Re: Abstract character?

From: Kenneth Whistler (kenw@sybase.com)
Date: Tue Jul 23 2002 - 18:10:23 EDT


Following up on several responses on this thread.

Mark Davis said:

> A small correction to Ken's message:
>
> > The Unicode scalar value
> > definitionally excludes D800..DFFF, which are only code unit
> > values used in UTF-16, and which are not code points associated
> > with any well-formed UTF code unit sequences.
>
> The UTC in has decided to make scalar value mean unambiguously the
> code points 0000..D7FF, E000..10FFFF, i.e., everything but surrogate
> code points.

Correct.

> While surrogate code points cannot be represented in
> UTF-8 (as of Unicode 3.2), the UTC has not decided that the surrogate
> code points are illegal in all UTFs; notably, they are legal in
> UTF-16.

Not to pick nits here... oh well, o.k., I'll pick nits.

I stated that "D800..DFFF ... are not code points associated
with any well-formed UTF code unit sequence". I believe, as stated,
that that is correct.
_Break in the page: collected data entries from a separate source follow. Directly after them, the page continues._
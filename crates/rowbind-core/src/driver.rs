mod row;
pub use row::{Row, Rows};

use crate::{stmt::Value, Result};

use std::{rc::Rc, sync::Arc};

/// Executes SQL on behalf of the mapper.
///
/// Statements use positional `?` placeholders; `args` are bound in order.
/// Implementations decide whether they can be shared across threads. The
/// mapper adds no locking of its own.
pub trait Backend {
    /// Executes a statement that returns no rows.
    fn execute(&self, sql: &str, args: &[Value]) -> Result<ExecResult>;

    /// Runs a query, returning a cursor over its rows.
    fn query(&self, sql: &str, args: &[Value]) -> Result<Rows<'_>>;

    /// Runs a query expected to produce one row.
    ///
    /// Must fail with [`Error::record_not_found`](crate::Error::record_not_found)
    /// when the query produces no rows. Rows after the first are ignored.
    fn query_row(&self, sql: &str, args: &[Value]) -> Result<Row> {
        match self.query(sql, args)?.next() {
            Some(row) => row,
            None => Err(crate::Error::record_not_found(sql.trim())),
        }
    }
}

/// Outcome of [`Backend::execute`].
#[derive(Debug, Default, Clone, Copy, PartialEq, Eq)]
pub struct ExecResult {
    /// Number of rows inserted, updated or deleted
    pub rows_affected: u64,

    /// Identifier assigned by the backend to the last inserted row, if any
    pub last_insert_id: Option<i64>,
}

macro_rules! forward_backend {
    ( $( $ptr:ty ),* ) => {
        $(
            impl<B: Backend + ?Sized> Backend for $ptr {
                fn execute(&self, sql: &str, args: &[Value]) -> Result<ExecResult> {
                    (**self).execute(sql, args)
                }

                fn query(&self, sql: &str, args: &[Value]) -> Result<Rows<'_>> {
                    (**self).query(sql, args)
                }

                fn query_row(&self, sql: &str, args: &[Value]) -> Result<Row> {
                    (**self).query_row(sql, args)
                }
            }
        )*
    };
}

forward_backend!(&B, Box<B>, Rc<B>, Arc<B>);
An isolated surrogate in UTF-16 is *not*
a well-formed UTF code unit sequence. Even by the disputed text
of Unicode 3.0, an isolated surrogate code unit in UTF-16 would
be an "irregular code value sequence".

And with the updated relevant text in Unicode 3.2, I think
there is even less wiggle-room. The last vestige of "irregular
code unit sequence" vanished in Unicode 3.2 when the loophole for
UTF-8 was closed. The Unicode 3.2 standard now reads:

"Terminology to distinguish ill-formed, illegal, and irregular
code unit sequences is no longer needed. There are no irregular
code unit sequences, and thus all ill-formed code unit sequences
are illegal. It is illegal to emit or interpret any ill-formed
code unit sequence. Unicode 4.0 will revise the terminology
and conformance clauses in light of this."

>
> Ken is pushing for this change; I believe it would be a very bad idea.
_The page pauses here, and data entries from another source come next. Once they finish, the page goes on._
use crate::{stmt::Value, Error, Result};

use std::{
    any::{Any, TypeId},
    fmt,
    sync::Arc,
};

pub(super) type LoadFn = Arc<dyn Fn(&dyn Any) -> Result<Value> + Send + Sync>;
pub(super) type SaveFn = Arc<dyn Fn(&mut dyn Any, Value) -> Result<()> + Send + Sync>;

/// Maps one column of a table to a field (or computed value) of a record.
///
/// A column is bound to exactly one record type. It holds no data of its
/// own, so it can be used with any number of record instances concurrently.
#[derive(Clone)]
pub struct ColumnSpec {
    /// The name of the column in the database.
    pub(super) name: String,

    /// SQL type used in `CREATE TABLE`.
    pub(super) sql_type: String,

    /// Column constraint, e.g. `NOT NULL`. Empty when unconstrained.
    pub(super) constraint: String,

    pub(super) record_type: TypeId,
    pub(super) record_type_name: &'static str,

    pub(super) load: LoadFn,
    pub(super) save: SaveFn,
}

/// A write-through sink bound to one column of one record instance.
///
/// Obtained from [`ColumnSpec::save_to`]; consumed by [`Target::set`].
pub struct Target<'a> {
    column: &'a ColumnSpec,
    record: &'a mut dyn Any,
}

impl ColumnSpec {
    pub fn name(&self) -> &str {
        &self.name
    }

    pub fn sql_type(&self) -> &str {
        &self.sql_type
    }

    pub fn constraint(&self) -> &str {
        &self.constraint
    }

    /// Extracts the column's parameter value from `record`.
    pub fn load_from<R: Any>(&self, record: &R) -> Result<Value> {
        self.check_record::<R>()?;
        (self.load)(record as &dyn Any)
    }

    /// Returns a target that writes a scanned value into `record`.
    pub fn save_to<'a, R: Any>(&'a self, record: &'a mut R) -> Result<Target<'a>> {
        self.check_record::<R>()?;
        Ok(Target {
            column: self,
            record,
        })
    }

    fn check_record<R: Any>(&self) -> Result<()> {
        if TypeId::of::<R>() != self.record_type {
            return Err(Error::type_mismatch(
                self.record_type_name,
                std::any::type_name::<R>(),
            ));
        }
        Ok(())
    }
}

impl Target<'_> {
    pub fn column(&self) -> &ColumnSpec {
        self.column
    }

    /// Converts `value` and stores it in the bound field.
    pub fn set(self, value: Value) -> Result<()> {
        (self.column.save)(self.record, value)
            .map_err(|err| err.context(err!("column {}", self.column.name)))
    }
}

/// Wraps a typed load function so it can be stored on a column.
pub(super) fn erase_load<R: Any>(
    load: impl Fn(&R) -> Result<Value> + Send + Sync + 'static,
) -> LoadFn {
    Arc::new(move |record: &dyn Any| match record.downcast_ref::<R>() {
        Some(record) => load(record),
        None => Err(Error::type_mismatch(std::any::type_name::<R>(), "unknown")),
    })
}

/// Wraps a typed save function so it can be stored on a column.
pub(super) fn erase_save<R: Any>(
    save: impl Fn(&mut R, Value) -> Result<()> + Send + Sync + 'static,
) -> SaveFn {
    Arc::new(
        move |record: &mut dyn Any, value: Value| match record.downcast_mut::<R>() {
            Some(record) => save(record, value),
            None => Err(Error::type_mismatch(std::any::type_name::<R>(), "unknown")),
        },
    )
}

impl PartialEq for ColumnSpec {
    fn eq(&self, other: &Self) -> bool {
        self.name == other.name
            && self.sql_type == other.sql_type
            && self.constraint == other.constraint
            && self.record_type == other.record_type
    }
}

impl fmt::Debug for ColumnSpec {
    fn fmt(&self, f: &mut fmt::Formatter<'_>) -> fmt::Result {
        f.debug_struct("ColumnSpec")
            .field("name", &self.name)
            .field("sql_type", &self.sql_type)
            .field("constraint", &self.constraint)
            .field("record", &self.record_type_name)
            .finish()
    }
}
I believe it is a worse idea to carry forward the claim that
(isolated) surrogate code points cannot be represented in
UTF-8 (as is definitely the case for Unicode 3.2) while they
can be represented in UTF-16.

> (I think the reasons have already appeared on this list, so I am not
> trying to reopen the discussion; just state the current situation.)

Doug Ewell followed up:

> UTF-16 does not allow the representation of an unpaired surrogate 0xD800
> followed by another, coincidental unpaired surrogate 0xDC00. (It maps
> the two to U+10000.) Among the standard UTFs, only UTF-32 allows the
> two to be treated as unpaired surrogates.
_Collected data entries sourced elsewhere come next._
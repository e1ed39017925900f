use super::{check_args, Mapper};

use rowbind_core::{
    driver::Backend,
    err,
    schema::FieldValue,
    stmt::Value,
    Record, Result,
};
use rowbind_sql::{stmt, Statement};

use tracing::debug;

/// A select query under construction.
///
/// Created by [`Mapper::select`]. The clauses are raw SQL fragments inserted
/// verbatim; values belong in the filter arguments.
#[derive(Debug)]
pub struct Select<'a, B> {
    mapper: &'a Mapper<B>,
    filter: Option<String>,
    args: Vec<Value>,
    order_by: Option<String>,
    limit: Option<String>,
}

impl<'a, B: Backend> Select<'a, B> {
    pub(super) fn new(mapper: &'a Mapper<B>) -> Self {
        Self {
            mapper,
            filter: None,
            args: vec![],
            order_by: None,
            limit: None,
        }
    }

    /// Sets the where clause and the arguments bound to its placeholders.
    pub fn filter(mut self, clause: impl Into<String>, args: impl Into<Vec<Value>>) -> Self {
        self.filter = Some(clause.into());
        self.args = args.into();
        self
    }

    /// Sets the `ORDER BY` clause.
    pub fn order(mut self, clause: impl Into<String>) -> Self {
        self.order_by = Some(clause.into());
        self
    }

    /// Sets the `LIMIT` clause.
    pub fn limit(mut self, clause: impl Into<String>) -> Self {
        self.limit = Some(clause.into());
        self
    }

    /// Loads the first matching row into `record`.
    ///
    /// Fails with a record-not-found error when nothing matches.
    pub fn find<R: Record>(self, record: &mut R) -> Result<()> {
        let spec = R::table_spec();
        let sql = self.render(spec)?;

        debug!(sql = %sql, args = ?self.args, "query row");

        let row = self
            .mapper
            .backend()
            .query_row(&sql, &self.args)
            .map_err(|err| err.context(err!("find in {}", spec.name())))?;

        row.scan(record, spec.columns())
    }

    /// Loads every matching row into `records`, replacing its contents.
    ///
    /// `records` is only written once all rows have been read and converted;
    /// on error it keeps its previous contents.
    pub fn find_all<R: Record + Default>(self, records: &mut Vec<R>) -> Result<()> {
        let spec = R::table_spec();
        let sql = self.render(spec)?;

        debug!(sql = %sql, args = ?self.args, "query");

        let rows = self
            .mapper
            .backend()
            .query(&sql, &self.args)
            .map_err(|err| err.context(err!("find all in {}", spec.name())))?;

        let mut found = vec![];

        for row in rows {
            let mut record = R::default();
            row?.scan(&mut record, spec.columns())
                .map_err(|err| err.context(err!("row {} of {}", found.len(), spec.name())))?;
            found.push(record);
        }

        *records = found;
        Ok(())
    }

    /// Counts the rows of `R`'s table matching the filter. Order and limit
    /// clauses are ignored.
    pub fn count<R: Record>(self) -> Result<i64> {
        let spec = R::table_spec();

        let filter = self.filter.as_deref();
        check_args(filter.unwrap_or(""), &self.args)?;

        let sql = Statement::count(spec, filter).to_string();

        debug!(sql = %sql, args = ?self.args, "query row");

        let row = self
            .mapper
            .backend()
            .query_row(&sql, &self.args)
            .map_err(|err| err.context(err!("count {}", spec.name())))?;

        i64::from_value(row.into_scalar()?)
    }

    fn render(&self, spec: &rowbind_core::TableSpec) -> Result<String> {
        let filter = self.filter.as_deref();
        check_args(filter.unwrap_or(""), &self.args)?;

        let stmt = Statement::from(stmt::Select {
            filter,
            order_by: self.order_by.as_deref(),
            limit: self.limit.as_deref(),
            ..stmt::Select::all_columns(spec)
        });

        Ok(stmt.to_string())
    }
}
Actually, not that, either.

> In fact, before UTF-8 was
> "tightened up" in 3.2, the only UTF that DID NOT permit these two
> coincidental unpaired surrogates was UTF-16.
>
> UTF-8: D800 DC00 <==> ED A0 80 ED B0 80 (no longer legal)
> UTF-32: D800 DC00 <==> 0000D800 0000DC00

This is ill-formed in UTF-32, and thereby, illegal.

> - but -
> UTF-16: D800 DC00 ==> D800 DC00 ==> 10000

David Hopwood responded:

> I think it would be a mistake for the standard to refer to "surrogate
> code points".

I think this was already definitely decided by the UTC.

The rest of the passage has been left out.